TASK DESCRIPTION
Show each line in the listing below that contains the word "ValidationError".

GIVEN DATA
▽
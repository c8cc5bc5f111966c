//! Command service: turns customer commands into saga executions.

use std::sync::Arc;

use saga::{
    EngineConfig, ExpandEach, SagaEngine, SagaResult, StepInputs, StepRegistry, ValidationError,
};

use crate::client::CustomersClient;
use crate::commands::{
    KIND_INDIVIDUAL, KIND_ORGANIZATION, PreferredChannelCommand, RegisterAddressCommand,
    RegisterCustomerCommand, RegisterEmailCommand, RegisterPhoneCommand,
    RegisterStatusEntryCommand, RemoveAddressCommand, RemoveEmailCommand, RemovePhoneCommand,
    UpdateNameCommand,
};
use crate::error::{CustomerError, Result};
use crate::orchestrator::{
    address, channel, email, phone, register_all, register_customer as reg, status, update_name,
};

const DORMANT_REASON: &str = "User has been marked as dormant due to inactivity";
const REACTIVATED_REASON: &str = "User account has been reactivated and is now fully usable.";
const DECEASED_REASON: &str = "User account is permanently closed because the user is deceased.";
const CLOSURE_REQUESTED_REASON: &str =
    "A closure request has been submitted but is not yet confirmed.";
const CLOSURE_CONFIRMED_REASON: &str =
    "Closure has been confirmed and the account is permanently closed.";
const LOCKED_REASON: &str = "Profile is temporarily locked, restricting access and activity.";
const UNLOCKED_REASON: &str = "Lock has been removed; user profile is restored to active status.";

/// Runs customer operations as sagas.
///
/// Every operation returns the [`SagaResult`]; a failed saga is a normal
/// result, not an error. Errors are reserved for commands that cannot be
/// started at all.
#[derive(Clone)]
pub struct CustomerCommandService {
    engine: Arc<SagaEngine>,
}

impl CustomerCommandService {
    pub fn new(engine: SagaEngine) -> Self {
        Self {
            engine: Arc::new(engine),
        }
    }

    /// Registers every customer saga against `client` and builds an engine
    /// with `config`.
    pub fn build(
        client: Arc<dyn CustomersClient>,
        config: EngineConfig,
    ) -> std::result::Result<Self, ValidationError> {
        let mut registry = StepRegistry::new();
        register_all(&mut registry, &client)?;
        Ok(Self::new(SagaEngine::new(Arc::new(registry), config)))
    }

    pub fn engine(&self) -> &SagaEngine {
        &self.engine
    }

    async fn run(&self, saga: &str, inputs: StepInputs) -> Result<SagaResult> {
        let result = self.engine.execute(saga, inputs).await?;
        if result.is_completed() {
            tracing::info!(saga, execution_id = %result.execution_id, "Customer operation completed");
        } else {
            tracing::warn!(
                saga,
                execution_id = %result.execution_id,
                status = %result.status,
                "Customer operation failed"
            );
        }
        Ok(result)
    }

    /// Registers a customer with all its sub-resources.
    #[tracing::instrument(skip(self, cmd), fields(party_kind = %cmd.party.party_kind))]
    pub async fn register(&self, cmd: RegisterCustomerCommand) -> Result<SagaResult> {
        let kind = cmd.party.party_kind.as_str();
        if kind != KIND_INDIVIDUAL && kind != KIND_ORGANIZATION {
            return Err(CustomerError::InvalidCommand(format!(
                "unknown party kind '{kind}'"
            )));
        }

        let inputs = StepInputs::builder()
            .for_step(reg::STEP_REGISTER_PARTY, cmd.party)
            .for_step_opt(reg::STEP_REGISTER_NATURAL_PERSON, cmd.natural_person)
            .for_step_opt(reg::STEP_REGISTER_LEGAL_PERSON, cmd.legal_person)
            .for_step_expanded(
                reg::STEP_REGISTER_STATUS_ENTRY,
                ExpandEach::of(cmd.status_history),
            )
            .for_step_opt(reg::STEP_REGISTER_PEP, cmd.pep)
            .for_step_expanded(
                reg::STEP_REGISTER_IDENTITY_DOCUMENT,
                ExpandEach::of(cmd.identity_documents),
            )
            .for_step_expanded(reg::STEP_REGISTER_ADDRESS, ExpandEach::of(cmd.addresses))
            .for_step_expanded(reg::STEP_REGISTER_EMAIL, ExpandEach::of(cmd.emails))
            .for_step_expanded(reg::STEP_REGISTER_PHONE, ExpandEach::of(cmd.phones))
            .for_step_expanded(
                reg::STEP_REGISTER_ECONOMIC_ACTIVITY_LINK,
                ExpandEach::of(cmd.economic_activities),
            )
            .for_step_expanded(reg::STEP_REGISTER_CONSENT, ExpandEach::of(cmd.consents))
            .for_step_expanded(
                reg::STEP_REGISTER_PARTY_PROVIDER,
                ExpandEach::of(cmd.providers),
            )
            .for_step_expanded(
                reg::STEP_REGISTER_PARTY_RELATIONSHIP,
                ExpandEach::of(cmd.relationships),
            )
            .for_step_expanded(
                reg::STEP_REGISTER_PARTY_GROUP_MEMBERSHIP,
                ExpandEach::of(cmd.group_memberships),
            )
            .build()?;

        self.run(reg::SAGA_NAME, inputs).await
    }

    #[tracing::instrument(skip(self, cmd), fields(party_id = cmd.party_id))]
    pub async fn update_name(&self, cmd: UpdateNameCommand) -> Result<SagaResult> {
        let inputs = StepInputs::builder()
            .for_step(update_name::STEP_RETRIEVE_PARTY_ID, &cmd)
            .for_step(update_name::STEP_UPDATE_NAME, &cmd)
            .build()?;
        self.run(update_name::SAGA_NAME, inputs).await
    }

    #[tracing::instrument(skip(self, cmd))]
    pub async fn add_address(
        &self,
        party_id: i64,
        cmd: RegisterAddressCommand,
    ) -> Result<SagaResult> {
        let inputs = StepInputs::builder()
            .for_step(address::STEP_ADD_NEW_ADDRESS, cmd.with_party_id(party_id))
            .build()?;
        self.run(address::ADD_SAGA_NAME, inputs).await
    }

    #[tracing::instrument(skip(self, cmd))]
    pub async fn update_address(
        &self,
        party_id: i64,
        address_id: i64,
        cmd: RegisterAddressCommand,
    ) -> Result<SagaResult> {
        let cmd = cmd.with_party_id(party_id).with_address_id(address_id);
        let inputs = StepInputs::builder()
            .for_step(address::STEP_UPDATE_ADDRESS, cmd)
            .build()?;
        self.run(address::UPDATE_SAGA_NAME, inputs).await
    }

    #[tracing::instrument(skip(self))]
    pub async fn remove_address(&self, party_id: i64, address_id: i64) -> Result<SagaResult> {
        let inputs = StepInputs::builder()
            .for_step(
                address::STEP_REMOVE_NEW_ADDRESS,
                RemoveAddressCommand {
                    party_id,
                    address_id,
                },
            )
            .build()?;
        self.run(address::REMOVE_SAGA_NAME, inputs).await
    }

    #[tracing::instrument(skip(self, cmd))]
    pub async fn add_email(&self, party_id: i64, cmd: RegisterEmailCommand) -> Result<SagaResult> {
        let inputs = StepInputs::builder()
            .for_step(email::STEP_ADD_NEW_EMAIL, cmd.with_party_id(party_id))
            .build()?;
        self.run(email::ADD_SAGA_NAME, inputs).await
    }

    #[tracing::instrument(skip(self))]
    pub async fn remove_email(&self, party_id: i64, email_id: i64) -> Result<SagaResult> {
        let inputs = StepInputs::builder()
            .for_step(
                email::STEP_REMOVE_NEW_EMAIL,
                RemoveEmailCommand { party_id, email_id },
            )
            .build()?;
        self.run(email::REMOVE_SAGA_NAME, inputs).await
    }

    #[tracing::instrument(skip(self, cmd))]
    pub async fn add_phone(&self, party_id: i64, cmd: RegisterPhoneCommand) -> Result<SagaResult> {
        let inputs = StepInputs::builder()
            .for_step(phone::STEP_ADD_NEW_PHONE, cmd.with_party_id(party_id))
            .build()?;
        self.run(phone::ADD_SAGA_NAME, inputs).await
    }

    #[tracing::instrument(skip(self))]
    pub async fn remove_phone(&self, party_id: i64, phone_id: i64) -> Result<SagaResult> {
        let inputs = StepInputs::builder()
            .for_step(
                phone::STEP_REMOVE_NEW_PHONE,
                RemovePhoneCommand { party_id, phone_id },
            )
            .build()?;
        self.run(phone::REMOVE_SAGA_NAME, inputs).await
    }

    #[tracing::instrument(skip(self, cmd))]
    pub async fn set_preferred_channel(
        &self,
        party_id: i64,
        cmd: PreferredChannelCommand,
    ) -> Result<SagaResult> {
        let inputs = StepInputs::builder()
            .for_step(channel::STEP_UPDATE_CHANNEL, cmd.with_party_id(party_id))
            .build()?;
        self.run(channel::SAGA_NAME, inputs).await
    }

    async fn update_status(&self, party_id: i64, code: &str, reason: &str) -> Result<SagaResult> {
        let cmd = RegisterStatusEntryCommand::new(code, reason).with_party_id(party_id);
        let inputs = StepInputs::builder()
            .for_step(status::STEP_UPDATE_STATUS, cmd)
            .build()?;
        self.run(status::SAGA_NAME, inputs).await
    }

    #[tracing::instrument(skip(self))]
    pub async fn mark_dormant(&self, party_id: i64) -> Result<SagaResult> {
        self.update_status(party_id, status::STATUS_INACTIVE, DORMANT_REASON)
            .await
    }

    #[tracing::instrument(skip(self))]
    pub async fn reactivate(&self, party_id: i64) -> Result<SagaResult> {
        self.update_status(party_id, status::STATUS_ACTIVE, REACTIVATED_REASON)
            .await
    }

    #[tracing::instrument(skip(self))]
    pub async fn mark_deceased(&self, party_id: i64) -> Result<SagaResult> {
        self.update_status(party_id, status::STATUS_CLOSED, DECEASED_REASON)
            .await
    }

    #[tracing::instrument(skip(self))]
    pub async fn request_closure(&self, party_id: i64) -> Result<SagaResult> {
        self.update_status(party_id, status::STATUS_PENDING, CLOSURE_REQUESTED_REASON)
            .await
    }

    #[tracing::instrument(skip(self))]
    pub async fn confirm_closure(&self, party_id: i64) -> Result<SagaResult> {
        self.update_status(party_id, status::STATUS_CLOSED, CLOSURE_CONFIRMED_REASON)
            .await
    }

    #[tracing::instrument(skip(self))]
    pub async fn lock_profile(&self, party_id: i64) -> Result<SagaResult> {
        self.update_status(party_id, status::STATUS_SUSPENDED, LOCKED_REASON)
            .await
    }

    #[tracing::instrument(skip(self))]
    pub async fn unlock_profile(&self, party_id: i64) -> Result<SagaResult> {
        self.update_status(party_id, status::STATUS_ACTIVE, UNLOCKED_REASON)
            .await
    }
}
△
REPLY
    EngineConfig, ExpandEach, SagaEngine, SagaResult, StepInputs, StepRegistry, ValidationError,
    ) -> std::result::Result<Self, ValidationError> {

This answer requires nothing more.